Adding CO2 to the atmosphere therefore can also tend to make it cool down by creating a pathway for heat to be emitted by the CO2 if the CO2. This is basic physics and it is about time the cooling effects of CO2 were more widely known.

RuhRoh
July 23, 2010 9:59 am

Wow, this is a popular thread!
As few are likely to connect my first post back to Juraj V insightful comment,
I herewith try to make a self-contained post.
What about the application of ‘greenhouse gas’ theory to Mars?
The (thin) Martian atmosphere is >95% CO2.
Unless I’ve blown the math, Mars atmosphere has much more (total) CO2 enveloping Mars than our Earth enjoys.
Yet the atmospheric temperature of Mars is the same as the BlackBody temperature, at 210K.
So, it seems that ‘greenhouse gas’ theory should apply with equal vigor to warm Mars as to more complex planets like Earth.
Is it wrong to expect that a planet with more total CO2 than Earth would have such a negligible ‘warming’ by all of that CO2?
Perhaps Dr. P will run the GG math on this nice clean example planet, which lacks the complexity of oceans, clouds and highly variable albedo feedbacks.
TIA
RR

R. Gates
July 23, 2010 10:00 am

Very nice and straightforward article.

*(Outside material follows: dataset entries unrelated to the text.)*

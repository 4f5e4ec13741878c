//! EventSource configuration.
//!
//! Two layers exist:
//!
//! - [`Settings`]: process-wide defaults. The reconnection interval and
//!   growth rate are snapshotted when a connection is created, while the
//!   maximum buffer size is read live on every buffer check.
//! - [`EventSourceConfig`]: per-connection builder, with optional overrides
//!   for each of the process-wide values.

use std::time::Duration;

use parking_lot::{RwLock, const_rwlock};
use url::Url;

use crate::{
    error::{EventSourceError, EventSourceResult},
    reconnect::{DEFAULT_GROWTH_RATE, validate_growth_rate},
};

/// Default base reconnection interval.
pub const DEFAULT_RECONNECTION_INTERVAL: Duration = Duration::from_millis(1000);

/// Default cumulative size after which a stream is restarted.
pub const DEFAULT_MAX_BUFFER_SIZE: usize = 64 * 1024;

// ---------------------------------------------------------------------------
// Process-wide settings
// ---------------------------------------------------------------------------

#[derive(Clone, Copy, Debug)]
struct SettingsValues {
    reconnection_interval: Duration,
    growth_rate: f64,
    max_buffer_size: usize,
}

/// Shared defaults for every connection in the process.
///
/// Setters validate their input and leave the stored value unchanged on
/// error.
#[derive(Debug)]
pub struct Settings {
    values: RwLock<SettingsValues>,
}

static GLOBAL: Settings = Settings::new();

impl Settings {
    /// Create a settings cell holding the built-in defaults.
    pub const fn new() -> Self {
        Self {
            values: const_rwlock(SettingsValues {
                reconnection_interval: DEFAULT_RECONNECTION_INTERVAL,
                growth_rate: DEFAULT_GROWTH_RATE,
                max_buffer_size: DEFAULT_MAX_BUFFER_SIZE,
            }),
        }
    }

    /// The process-wide instance used by [`EventSource::connect`].
    ///
    /// [`EventSource::connect`]: crate::connection::EventSource::connect
    pub fn global() -> &'static Settings {
        &GLOBAL
    }

    /// Default base reconnection interval.
    pub fn reconnection_interval(&self) -> Duration {
        self.values.read().reconnection_interval
    }

    /// Set the default base reconnection interval.
    ///
    /// # Errors
    ///
    /// Returns [`EventSourceError::Config`] if `interval` is zero.
    pub fn set_reconnection_interval(&self, interval: Duration) -> EventSourceResult<()> {
        if interval.is_zero() {
            return Err(EventSourceError::config(
                "Reconnection interval must be > 0",
            ));
        }
        self.values.write().reconnection_interval = interval;
        Ok(())
    }

    /// Default backoff growth rate.
    pub fn growth_rate(&self) -> f64 {
        self.values.read().growth_rate
    }

    /// Set the default backoff growth rate.
    ///
    /// # Errors
    ///
    /// Returns [`EventSourceError::Config`] unless `rate` is finite and
    /// greater than `1.0`.
    pub fn set_growth_rate(&self, rate: f64) -> EventSourceResult<()> {
        validate_growth_rate(rate).map_err(EventSourceError::config)?;
        self.values.write().growth_rate = rate;
        Ok(())
    }

    /// Cumulative stream size after which the stream is restarted.
    pub fn max_buffer_size(&self) -> usize {
        self.values.read().max_buffer_size
    }

    /// Set the buffer restart threshold.
    ///
    /// # Errors
    ///
    /// Returns [`EventSourceError::Config`] if `size` is zero.
    pub fn set_max_buffer_size(&self, size: usize) -> EventSourceResult<()> {
        if size == 0 {
            return Err(EventSourceError::config("Max buffer size must be > 0"));
        }
        self.values.write().max_buffer_size = size;
        Ok(())
    }
}

impl Default for Settings {
    fn default() -> Self {
        Self::new()
    }
}

/// Set the process-wide default reconnection interval.
///
/// Only affects connections created afterwards.
///
/// # Errors
///
/// See [`Settings::set_reconnection_interval`].
pub fn set_default_reconnection_interval(interval: Duration) -> EventSourceResult<()> {
    Settings::global().set_reconnection_interval(interval)
}

/// Set the process-wide backoff growth rate.
///
/// Only affects connections created afterwards.
///
/// # Errors
///
/// See [`Settings::set_growth_rate`].
pub fn set_reconnection_growth_rate(rate: f64) -> EventSourceResult<()> {
    Settings::global().set_growth_rate(rate)
}

/// Set the process-wide buffer restart threshold.
///
/// Takes effect on the next buffer check of every live connection.
///
/// # Errors
///
/// See [`Settings::set_max_buffer_size`].
pub fn set_max_buffer_size(size: usize) -> EventSourceResult<()> {
    Settings::global().set_max_buffer_size(size)
}

// ---------------------------------------------------------------------------
// Per-connection configuration
// ---------------------------------------------------------------------------

/// Configuration for a single EventSource connection.
#[derive(Clone, Debug)]
pub struct EventSourceConfig {
    /// Stream URL, absolute or relative to `base_url`.
    pub url: String,
    /// Base URL used to resolve a relative `url`.
    pub base_url: Option<Url>,
    /// Whether credentials should accompany cross-origin requests.
    pub with_credentials: bool,
    /// Additional HTTP headers sent with every request.
    ///
    /// `Accept`, `Cache-Control` and `Last-Event-ID` are always set by the
    /// connection and override entries here.
    pub headers: http::HeaderMap,
    /// Capacity of the notification channel.
    pub event_channel_capacity: usize,
    /// Base reconnection interval. `None` snapshots the process-wide default.
    pub reconnection_interval: Option<Duration>,
    /// Backoff growth rate. `None` snapshots the process-wide default.
    pub growth_rate: Option<f64>,
    /// Buffer restart threshold. `None` reads the process-wide value live.
    pub max_buffer_size: Option<usize>,
    /// Upper bound for any single reconnection delay.
    pub max_reconnect_delay: Option<Duration>,
}

impl Default for EventSourceConfig {
    fn default() -> Self {
        Self {
            url: String::new(),
            base_url: None,
            with_credentials: false,
            headers: http::HeaderMap::new(),
            event_channel_capacity: 256,
            reconnection_interval: None,
            growth_rate: None,
            max_buffer_size: None,
            max_reconnect_delay: None,
        }
    }
}

impl EventSourceConfig {
    /// Create a configuration for the given URL.
    #[must_use]
    pub fn new(url: impl Into<String>) -> Self {
        Self {
            url: url.into(),
            ..Default::default()
        }
    }

    /// Set the base URL for resolving a relative stream URL.
    #[must_use]
    pub fn base_url(mut self, base: Url) -> Self {
        self.base_url = Some(base);
        self
    }

    /// Set the credentials flag.
    #[must_use]
    pub fn with_credentials(mut self, with_credentials: bool) -> Self {
        self.with_credentials = with_credentials;
        self
    }

    /// Set additional HTTP headers.
    #[must_use]
    pub fn headers(mut self, headers: http::HeaderMap) -> Self {
        self.headers = headers;
        self
    }

    /// Set the notification channel capacity.
    #[must_use]
    pub fn event_channel_capacity(mut self, capacity: usize) -> Self {
        self.event_channel_capacity = capacity;
        self
    }

    /// Override the base reconnection interval.
    #[must_use]
    pub fn reconnection_interval(mut self, interval: Duration) -> Self {
        self.reconnection_interval = Some(interval);
        self
    }

    /// Override the backoff growth rate.
    #[must_use]
    pub fn growth_rate(mut self, rate: f64) -> Self {
        self.growth_rate = Some(rate);
        self
    }

    /// Override the buffer restart threshold.
    #[must_use]
    pub fn max_buffer_size(mut self, size: usize) -> Self {
        self.max_buffer_size = Some(size);
        self
    }

    /// Cap individual reconnection delays.
    #[must_use]
    pub fn max_reconnect_delay(mut self, delay: Duration) -> Self {
        self.max_reconnect_delay = Some(delay);
        self
    }

    /// Resolve the stream URL to an absolute `http` or `https` URL.
    ///
    /// # Errors
    ///
    /// Returns [`EventSourceError::InvalidUrl`] if the URL cannot be parsed,
    /// is relative without a base, or uses another scheme.
    pub fn resolve_url(&self) -> EventSourceResult<Url> {
        if self.url.is_empty() {
            return Err(EventSourceError::invalid_url("URL cannot be empty"));
        }
        let url = match &self.base_url {
            Some(base) => base.join(&self.url)?,
            None => Url::parse(&self.url)?,
        };
        match url.scheme() {
            "http" | "https" => Ok(url),
            other => Err(EventSourceError::invalid_url(format!(
                "Unsupported scheme {other:?}"
            ))),
        }
    }

    /// Validate the configuration.
    ///
    /// # Errors
    ///
    /// Returns [`EventSourceError::Config`] if any override has an invalid
    /// value.
    pub fn validate(&self) -> EventSourceResult<()> {
        if self.event_channel_capacity == 0 {
            return Err(EventSourceError::config(
                "Event channel capacity must be > 0",
            ));
        }
        if self.reconnection_interval.is_some_and(|d| d.is_zero()) {
            return Err(EventSourceError::config(
                "Reconnection interval must be > 0",
            ));
        }
        if let Some(rate) = self.growth_rate {
            validate_growth_rate(rate).map_err(EventSourceError::config)?;
        }
        if self.max_buffer_size == Some(0) {
            return Err(EventSourceError::config("Max buffer size must be > 0"));
        }
        if self.max_reconnect_delay.is_some_and(|d| d.is_zero()) {
            return Err(EventSourceError::config(
                "Max reconnect delay must be > 0",
            ));
        }
        Ok(())
    }
}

Easy to understand. I’m certain that despite the clarity and scientific rigor of this and countless other articles, a certain class of skeptics will continue to spew forth their own unfounded nonsense.

DirkH
July 23, 2010 10:04 am

Steven Mosher says:
July 23, 2010 at 9:57 am
“[…]GHGs will not cool the planet.”
CO2 in upper atmospheric layers does cool the planet.
“The planet’s temperature is regulated by the thin upper layers where radiation does escape easily into space. Adding more greenhouse gas there will change the balance.”
from:
http://www.aip.org/history/climate/co2.htm
See also:
“Earth’s upper atmosphere cooling dramatically ”
http://www.msnbc.msn.com/id/34479085/

kwik
July 23, 2010 10:07 am

Dr. Pielke et al, do you disagree with these numbers;
http://www.geocraft.com/WVFossils/greenhouse_data.html
It would be nice to know whether you agree. Because if you do, we can further agree that the effect from human induced CO2 can only be insignificant noise in the big picture.

Jeff P
July 23, 2010 10:08 am

Enneagram says:
July 23, 2010 at 9:03 am
“Tallbloke is right. Do you prepare your breakfast with a hair dryer?”
No, but I do put water in the freezer and after a while I get ice cubes.

John Phillips
July 23, 2010 10:09 am

“By virtue of the second law of Thermodynamics, heat cannot be transferred from a colder to a warmer body”
A minor quibble with that statement. Heat cannot be transferred from a colder to a warmer body via conduction, but it can via radiation. IR from a colder body can be absorbed by a warmer body. I don’t think that invalidates anything else in the post though.

Nuke
July 23, 2010 10:09 am

Perhaps we need to rename the “greenhouse effect” to something that is more descriptive? After all, that’s not how greenhouses work.

Theo Goodwin
July 23, 2010 10:09 am

I want to thank Richard Garnache for his very illuminating post. Do you have a website, Richard?

latitude
July 23, 2010 10:13 am

After all these decades, how in this world can anyone talk about greenhouse anything and not be talking about water?
We’re still trying to come up with some plausible explanation of CO2.
A person would think, after all this time, and all the horrible things that are going to happen to us all, we might have some sort of clue.